EXERCISE DETAILS » Scan the records beneath this line for the line holding "and address links." and the line holding "pub fn new(testnet: NetworkProfile, mainnet: NetworkProfile)", then transcribe exactly those two and all lines between.

[Collected data]
****

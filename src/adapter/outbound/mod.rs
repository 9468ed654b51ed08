//! Outbound adapters (driven side).

pub mod chain;
pub mod clock;
pub mod explorer;
pub mod filesystem;
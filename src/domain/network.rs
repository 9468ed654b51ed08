//! Network selection and the endpoints each network resolves to.

use std::fmt;

use serde::Deserialize;

/// Chain id of the Sepolia test network.
pub const SEPOLIA_CHAIN_ID: u64 = 11_155_111;

/// Chain id of Ethereum mainnet.
pub const MAINNET_CHAIN_ID: u64 = 1;

const SEPOLIA_RPC: &str = "https://ethereum-sepolia-rpc.publicnode.com";
const MAINNET_RPC: &str = "https://ethereum-rpc.publicnode.com";
const SEPOLIA_EXPLORER: &str = "https://sepolia.etherscan.io";
const MAINNET_EXPLORER: &str = "https://etherscan.io";

/// Target network (testnet vs mainnet).
#[derive(Debug, Clone, Copy, PartialEq, Eq, Hash, Deserialize)]
#[serde(rename_all = "lowercase")]
pub enum Network {
    Testnet,
    Mainnet,
}

impl Network {
    #[must_use]
    pub const fn from_testnet_flag(testnet: bool) -> Self {
        if testnet {
            Self::Testnet
        } else {
            Self::Mainnet
        }
    }
}

impl fmt::Display for Network {
    fn fmt(&self, f: &mut fmt::Formatter<'_>) -> fmt::Result {
        match self {
            Self::Testnet => write!(f, "testnet"),
            Self::Mainnet => write!(f, "mainnet"),
        }
    }
}

/// Everything a command needs to know about the selected network.
///
/// Selected once at command entry and passed down, so flows never branch on
/// the network flag themselves.
#[derive(Debug, Clone, PartialEq, Eq)]
pub struct NetworkProfile {
    pub network: Network,
    pub chain_id: u64,
    /// JSON-RPC endpoint for balance, submission and receipt calls.
    pub rpc_url: String,
    /// Base URL of the verification API (`{base}/api`).
    pub api_base_url: String,
    /// Base URL for human-facing transaction and address links.
    pub explorer_base_url: String,
}

impl NetworkProfile {
    /// Built-in endpoints for a network.
    #[must_use]
    pub fn builtin(network: Network) -> Self {
        match network {
            Network::Testnet => Self {
                network,
                chain_id: SEPOLIA_CHAIN_ID,
                rpc_url: SEPOLIA_RPC.to_string(),
                api_base_url: SEPOLIA_EXPLORER.to_string(),
                explorer_base_url: SEPOLIA_EXPLORER.to_string(),
            },
            Network::Mainnet => Self {
                network,
                chain_id: MAINNET_CHAIN_ID,
                rpc_url: MAINNET_RPC.to_string(),
                api_base_url: MAINNET_EXPLORER.to_string(),
                explorer_base_url: MAINNET_EXPLORER.to_string(),
            },
        }
    }

    /// Explorer link for a transaction hash.
    #[must_use]
    pub fn tx_url(&self, tx_hash: impl fmt::Display) -> String {
        format!("{}/tx/{tx_hash}", self.explorer_base_url.trim_end_matches('/'))
    }

    /// Explorer link for an address.
    #[must_use]
    pub fn address_url(&self, address: impl fmt::Display) -> String {
        format!(
            "{}/address/{address}",
            self.explorer_base_url.trim_end_matches('/')
        )
    }
}

/// Testnet and mainnet profiles after configuration overrides.
#[derive(Debug, Clone, PartialEq, Eq)]
pub struct NetworkProfiles {
    testnet: NetworkProfile,
    mainnet: NetworkProfile,
}

impl NetworkProfiles {
    #[must_use]
    pub fn new(testnet: NetworkProfile, mainnet: NetworkProfile) -> Self {
        Self { testnet, mainnet }
    }

    #[must_use]
    pub fn get(&self, network: Network) -> &NetworkProfile {
        match network {
            Network::Testnet => &self.testnet,
            Network::Mainnet => &self.mainnet,
        }
    }
}

impl Default for NetworkProfiles {
    fn default() -> Self {
        Self::new(
            NetworkProfile::builtin(Network::Testnet),
            NetworkProfile::builtin(Network::Mainnet),
        )
    }
}
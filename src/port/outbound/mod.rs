//! Outbound ports (driven side): interfaces implemented by outbound adapters.
//!
//! These contracts describe infrastructure dependencies: the chain RPC, the
//! explorer verification API, artifact files, time, and progress reporting.

pub mod artifact;
pub mod chain;
pub mod clock;
pub mod explorer;
pub mod progress;
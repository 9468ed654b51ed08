//! Local file readers: the wallet store and compiled-contract artifacts.

use std::fs;
use std::io;
use std::path::{Path, PathBuf};

use serde_json::Value;
use tracing::debug;

use crate::domain::WalletStore;
use crate::error::{PreconditionError, Result, ValidationError};
use crate::port::ArtifactSource;

/// Read and parse the wallet store at `path`.
///
/// The store is only ever read; wallets are created by other tooling.
///
/// # Errors
///
/// [`PreconditionError::WalletStoreMissing`] when the file does not exist,
/// [`PreconditionError::WalletStoreUnreadable`] when it cannot be read or
/// is not a valid store document.
pub fn load_wallet_store(path: &Path) -> Result<WalletStore> {
    let content = fs::read_to_string(path).map_err(|e| match e.kind() {
        io::ErrorKind::NotFound => PreconditionError::WalletStoreMissing {
            path: path.to_path_buf(),
        },
        _ => PreconditionError::WalletStoreUnreadable {
            path: path.to_path_buf(),
            reason: e.to_string(),
        },
    })?;

    let store = serde_json::from_str(&content).map_err(|e| {
        PreconditionError::WalletStoreUnreadable {
            path: path.to_path_buf(),
            reason: e.to_string(),
        }
    })?;
    debug!(path = %path.display(), "Loaded wallet store");
    Ok(store)
}

/// Reads artifacts from disk.
#[derive(Debug, Clone, Copy, Default)]
pub struct FsArtifactSource;

impl ArtifactSource for FsArtifactSource {
    fn load(&self, path: &Path) -> Result<Value> {
        let unreadable = |reason: String| ValidationError::ArtifactUnreadable {
            path: PathBuf::from(path),
            reason,
        };
        let content = fs::read_to_string(path).map_err(|e| unreadable(e.to_string()))?;
        let document = serde_json::from_str(&content).map_err(|e| unreadable(e.to_string()))?;
        Ok(document)
    }
}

****

EXPECTED ANSWER »
    /// Base URL for human-facing transaction and address links.
    pub explorer_base_url: String,
}

impl NetworkProfile {
    /// Built-in endpoints for a network.
    #[must_use]
    pub fn builtin(network: Network) -> Self {
        match network {
            Network::Testnet => Self {
                network,
                chain_id: SEPOLIA_CHAIN_ID,
                rpc_url: SEPOLIA_RPC.to_string(),
                api_base_url: SEPOLIA_EXPLORER.to_string(),
                explorer_base_url: SEPOLIA_EXPLORER.to_string(),
            },
            Network::Mainnet => Self {
                network,
                chain_id: MAINNET_CHAIN_ID,
                rpc_url: MAINNET_RPC.to_string(),
                api_base_url: MAINNET_EXPLORER.to_string(),
                explorer_base_url: MAINNET_EXPLORER.to_string(),
            },
        }
    }

    /// Explorer link for a transaction hash.
    #[must_use]
    pub fn tx_url(&self, tx_hash: impl fmt::Display) -> String {
        format!("{}/tx/{tx_hash}", self.explorer_base_url.trim_end_matches('/'))
    }

    /// Explorer link for an address.
    #[must_use]
    pub fn address_url(&self, address: impl fmt::Display) -> String {
        format!(
            "{}/address/{address}",
            self.explorer_base_url.trim_end_matches('/')
        )
    }
}

/// Testnet and mainnet profiles after configuration overrides.
#[derive(Debug, Clone, PartialEq, Eq)]
pub struct NetworkProfiles {
    testnet: NetworkProfile,
    mainnet: NetworkProfile,
}

impl NetworkProfiles {
    #[must_use]
    pub fn new(testnet: NetworkProfile, mainnet: NetworkProfile) -> Self {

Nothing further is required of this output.